== Exercise details ==
This task calls for copying each line below that contains "ValidationIssueType".

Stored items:
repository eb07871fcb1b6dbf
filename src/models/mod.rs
pub mod data;

pub use data::*;
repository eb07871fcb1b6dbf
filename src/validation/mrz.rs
use log::{debug, info};

use crate::models::{CalendarDate, ValidationIssue, ValidationIssueType, ValidationVerdict};
use crate::processing::{compute_check_digit, MrzParser};
use crate::utils::MrzFormatError;
use crate::validation::ExpiryValidator;

/// Characters of the personal number surfaced for display.
pub const PERSONAL_NUMBER_DISPLAY_LEN: usize = 10;

pub struct MrzValidator;

impl MrzValidator {
    /// Validate the second line of a TD3 MRZ against `now`.
    ///
    /// Structural problems (wrong length, non-digit check digit) are returned
    /// as errors. Check digit mismatches and expired documents are not
    /// errors; they produce a verdict with `is_valid` set to false.
    pub fn validate(line: &str, now: CalendarDate) -> Result<ValidationVerdict, MrzFormatError> {
        let fields = MrzParser::extract_fields(line)?;
        let mut issues = Vec::new();

        let passport_number_check_valid = Self::check_field(
            "Passport number",
            &fields.passport_number,
            fields.passport_number_check,
            &mut issues,
        );
        let date_of_birth_check_valid = Self::check_field(
            "Date of birth",
            &fields.date_of_birth,
            fields.date_of_birth_check,
            &mut issues,
        );
        let date_of_expiry_check_valid = Self::check_field(
            "Date of expiry",
            &fields.date_of_expiry,
            fields.date_of_expiry_check,
            &mut issues,
        );
        let personal_number_check_valid = Self::check_field(
            "Personal number",
            &fields.personal_number,
            fields.personal_number_check,
            &mut issues,
        );
        let composite_check_valid = Self::check_field(
            "Composite",
            &fields.composite_input(),
            fields.composite_check,
            &mut issues,
        );

        let expiry = ExpiryValidator::validate(&fields.date_of_expiry, now);
        issues.extend(expiry.issues);

        let is_valid = passport_number_check_valid
            && date_of_birth_check_valid
            && date_of_expiry_check_valid
            && personal_number_check_valid
            && composite_check_valid
            && expiry.not_expired;

        info!(
            "MRZ line for passport {} is {}",
            fields.passport_number,
            if is_valid { "VALID" } else { "INVALID" }
        );

        let date_of_expiry = expiry
            .expiry_date
            .map(|date| date.format_display())
            .unwrap_or_else(|| fields.date_of_expiry.clone());
        let date_of_birth = CalendarDate::from_yymmdd(&fields.date_of_birth)
            .map(|date| date.format_display())
            .unwrap_or_else(|| fields.date_of_birth.clone());

        Ok(ValidationVerdict {
            is_valid,
            passport_number_check_valid,
            date_of_birth_check_valid,
            date_of_expiry_check_valid,
            personal_number_check_valid,
            composite_check_valid,
            not_expired: expiry.not_expired,
            passport_number: fields.passport_number.clone(),
            personal_number: fields
                .personal_number
                .chars()
                .take(PERSONAL_NUMBER_DISPLAY_LEN)
                .collect(),
            date_of_birth,
            date_of_expiry,
            fields,
            issues,
        })
    }

    fn check_field(
        name: &str,
        value: &str,
        expected: u8,
        issues: &mut Vec<ValidationIssue>,
    ) -> bool {
        let computed = compute_check_digit(value);
        let valid = computed == expected;
        debug!("{}: {} validity: {}", name, value, valid);

        if !valid {
            issues.push(ValidationIssue {
                issue_type: ValidationIssueType::Mrz,
                message: format!(
                    "{} check digit mismatch: expected {}, computed {}",
                    name, expected, computed
                ),
            });
        }
        valid
    }
}

#[cfg(test)]
mod tests {
    use super::*;

    // ICAO 9303 specimen, expiring 2012-04-15
    const ICAO_SAMPLE: &str = "L898902C36UTO7408122F1204159ZE184226B<<<<<10";
    // Same holder, expiry moved to 2030-07-05 with every check digit recomputed
    const VALID_2030: &str = "L898902C36UTO7408122F3007055ZE184226B<<<<<10";
    const EMPTY_PERSONAL_NUMBER: &str = "C01X00T478D<<6408125F3007055<<<<<<<<<<<<<<00";

    fn date(year: i32, month: u32, day: u32) -> CalendarDate {
        CalendarDate::new(year, month, day).unwrap()
    }

    fn replace_char(line: &str, position: usize, c: char) -> String {
        line.chars()
            .enumerate()
            .map(|(i, original)| if i == position { c } else { original })
            .collect()
    }

    #[test]
    fn test_valid_line() {
        let verdict = MrzValidator::validate(VALID_2030, date(2026, 10, 19)).unwrap();

        assert!(verdict.is_valid);
        assert!(verdict.passport_number_check_valid);
        assert!(verdict.date_of_birth_check_valid);
        assert!(verdict.date_of_expiry_check_valid);
        assert!(verdict.personal_number_check_valid);
        assert!(verdict.composite_check_valid);
        assert!(verdict.not_expired);
        assert!(verdict.issues.is_empty());

        assert_eq!(verdict.passport_number, "L898902C3");
        assert_eq!(verdict.personal_number, "ZE184226B<");
        assert_eq!(verdict.date_of_expiry, "05 JUL 2030");
        assert_eq!(verdict.date_of_birth, "12 AUG 1974");
    }

    #[test]
    fn test_empty_personal_number() {
        let verdict = MrzValidator::validate(EMPTY_PERSONAL_NUMBER, date(2026, 10, 19)).unwrap();
        assert!(verdict.is_valid);
        assert_eq!(verdict.personal_number, "<<<<<<<<<<");
        assert_eq!(verdict.date_of_birth, "12 AUG 1964");
    }

    #[test]
    fn test_icao_specimen_on_and_after_expiry() {
        let on_expiry = MrzValidator::validate(ICAO_SAMPLE, date(2012, 4, 15)).unwrap();
        assert!(on_expiry.is_valid);
        assert!(on_expiry.not_expired);
        assert_eq!(on_expiry.date_of_expiry, "15 APR 2012");

        let day_after = MrzValidator::validate(ICAO_SAMPLE, date(2012, 4, 16)).unwrap();
        assert!(!day_after.is_valid);
        assert!(!day_after.not_expired);
        assert!(day_after.passport_number_check_valid);
        assert!(day_after.composite_check_valid);
        assert_eq!(day_after.issues.len(), 1);
        assert_eq!(day_after.issues[0].issue_type, ValidationIssueType::Expiry);
    }

    #[test]
    fn test_mutated_passport_number() {
        let mutated = replace_char(VALID_2030, 0, 'M');
        let verdict = MrzValidator::validate(&mutated, date(2026, 10, 19)).unwrap();

        assert!(!verdict.is_valid);
        assert!(!verdict.passport_number_check_valid);
        assert!(verdict.date_of_birth_check_valid);
        assert!(verdict.date_of_expiry_check_valid);
        assert!(verdict.personal_number_check_valid);
        assert!(!verdict.composite_check_valid);
        assert!(verdict.not_expired);
        assert_eq!(verdict.passport_number, "M898902C3");
        assert_eq!(
            verdict.issues[0].message,
            "Passport number check digit mismatch: expected 6, computed 3"
        );
    }

    #[test]
    fn test_mutated_composite_only() {
        let mutated = replace_char(VALID_2030, 43, '7');
        let verdict = MrzValidator::validate(&mutated, date(2026, 10, 19)).unwrap();

        assert!(!verdict.is_valid);
        assert!(verdict.passport_number_check_valid);
        assert!(verdict.date_of_birth_check_valid);
        assert!(verdict.date_of_expiry_check_valid);
        assert!(verdict.personal_number_check_valid);
        assert!(!verdict.composite_check_valid);
    }

    #[test]
    fn test_nationality_and_sex_are_not_checked() {
        let mutated = replace_char(replace_char(VALID_2030, 10, 'D').as_str(), 20, 'M');
        let verdict = MrzValidator::validate(&mutated, date(2026, 10, 19)).unwrap();
        assert!(verdict.is_valid);
    }

    #[test]
    fn test_structural_errors_propagate() {
        assert_eq!(
            MrzValidator::validate(&VALID_2030[..43], date(2026, 10, 19)),
            Err(MrzFormatError::WrongLength {
                expected: 44,
                actual: 43
            })
        );

        let bad_digit = replace_char(VALID_2030, 9, 'O');
        assert_eq!(
            MrzValidator::validate(&bad_digit, date(2026, 10, 19)),
            Err(MrzFormatError::InvalidCheckDigitChar {
                position: 9,
                found: 'O'
            })
        );
    }

    #[test]
    fn test_unresolvable_expiry_is_shown_verbatim() {
        // Month 13, with check digits recomputed so only the expiry fails
        let mut line = String::from("L898902C36UTO7408122F301305");
        line.push(char::from(b'0' + compute_check_digit("301305")));
        line.push_str("ZE184226B<<<<<1");
        let composite = compute_check_digit(&format!(
            "{}{}{}",
            &line[0..10],
            &line[13..20],
            &line[21..43]
        ));
        line.push(char::from(b'0' + composite));

        let verdict = MrzValidator::validate(&line, date(2000, 1, 1)).unwrap();
        assert!(verdict.date_of_expiry_check_valid);
        assert!(verdict.composite_check_valid);
        assert!(!verdict.not_expired);
        assert!(!verdict.is_valid);
        assert_eq!(verdict.date_of_expiry, "301305");
    }
}
use crate::utils::PassportError;

/// Characters Tesseract is allowed to emit when reading an MRZ.
pub const MRZ_CHAR_WHITELIST: &str = "ABCDEFGHIJKLMNOPQRSTUVWXYZ0123456789<";

/// Turns a document image into recognized text, one line per text line.
pub trait OcrProvider {
    fn recognize(&self, image_data: &[u8]) -> Result<String, PassportError>;
}

/// Provider for text that was already recognized elsewhere; ignores the image.
#[derive(Debug, Clone)]
pub struct TextOcrProvider {
    text: String,
}

impl TextOcrProvider {
    pub fn new(text: impl Into<String>) -> Self {
        TextOcrProvider { text: text.into() }
    }
}

impl OcrProvider for TextOcrProvider {
    fn recognize(&self, _image_data: &[u8]) -> Result<String, PassportError> {
        Ok(self.text.clone())
    }
}

#[cfg(feature = "tesseract")]
pub use self::tesseract_provider::TesseractOcrProvider;

#[cfg(feature = "tesseract")]
mod tesseract_provider {
    use std::io::Write;

    use log::debug;
    use tempfile::NamedTempFile;
    use tesseract::Tesseract;

    use super::{OcrProvider, MRZ_CHAR_WHITELIST};
    use crate::utils::PassportError;

    pub struct TesseractOcrProvider {
        datapath: Option<String>,
        language: String,
    }

    impl TesseractOcrProvider {
        pub fn new(datapath: Option<String>, language: impl Into<String>) -> Self {
            TesseractOcrProvider {
                datapath,
                language: language.into(),
            }
        }
    }

    impl OcrProvider for TesseractOcrProvider {
        fn recognize(&self, image_data: &[u8]) -> Result<String, PassportError> {
            let mut temp_file = NamedTempFile::new()
                .map_err(|e| PassportError::OcrError(format!("Failed to create temp file: {}", e)))?;

            temp_file
                .write_all(image_data)
                .map_err(|e| PassportError::OcrError(format!("Failed to write to temp file: {}", e)))?;

            let image_path_str = temp_file.path().to_str().ok_or_else(|| {
                PassportError::OcrError("Failed to convert path to string".to_string())
            })?;

            let text = Tesseract::new(self.datapath.as_deref(), Some(self.language.as_str()))
                .map_err(|e| PassportError::OcrError(format!("Tesseract init error: {}", e)))?
                .set_image(image_path_str)
                .map_err(|e| PassportError::OcrError(format!("Tesseract set image error: {}", e)))?
                .set_variable("tessedit_char_whitelist", MRZ_CHAR_WHITELIST)
                .map_err(|e| PassportError::OcrError(format!("Tesseract set variable error: {}", e)))?
                .get_text()
                .map_err(|e| PassportError::OcrError(format!("Tesseract error: {}", e)))?;

            debug!("MRZ OCR result:\n{}", text);
            Ok(text)
        }
    }
}
pub mod expiry;
pub mod mrz;

pub use expiry::ExpiryValidator;
pub use mrz::MrzValidator;
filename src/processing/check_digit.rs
// ICAO Doc 9303 check digit: weighted sum modulo 10 over the MRZ alphabet.

const WEIGHTS: [u32; 3] = [7, 3, 1];

/// Numeric value of an MRZ character. Digits keep their face value, `A`-`Z`
/// map to 10-35, and the `<` filler maps to 0. Anything outside the MRZ
/// alphabet is treated as a filler.
pub fn char_value(c: char) -> u32 {
    match c {
        '0'..='9' => c as u32 - '0' as u32,
        'A'..='Z' => c as u32 - 'A' as u32 + 10,
        _ => 0,
    }
}

pub fn compute_check_digit(input: &str) -> u8 {
    let sum: u32 = input
        .chars()
        .zip(WEIGHTS.iter().cycle())
        .map(|(c, weight)| char_value(c) * weight)
        .sum();

    (sum % 10) as u8
}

== Task answer ==
use crate::models::{CalendarDate, ValidationIssue, ValidationIssueType, ValidationVerdict};
                issue_type: ValidationIssueType::Mrz,
        assert_eq!(day_after.issues[0].issue_type, ValidationIssueType::Expiry);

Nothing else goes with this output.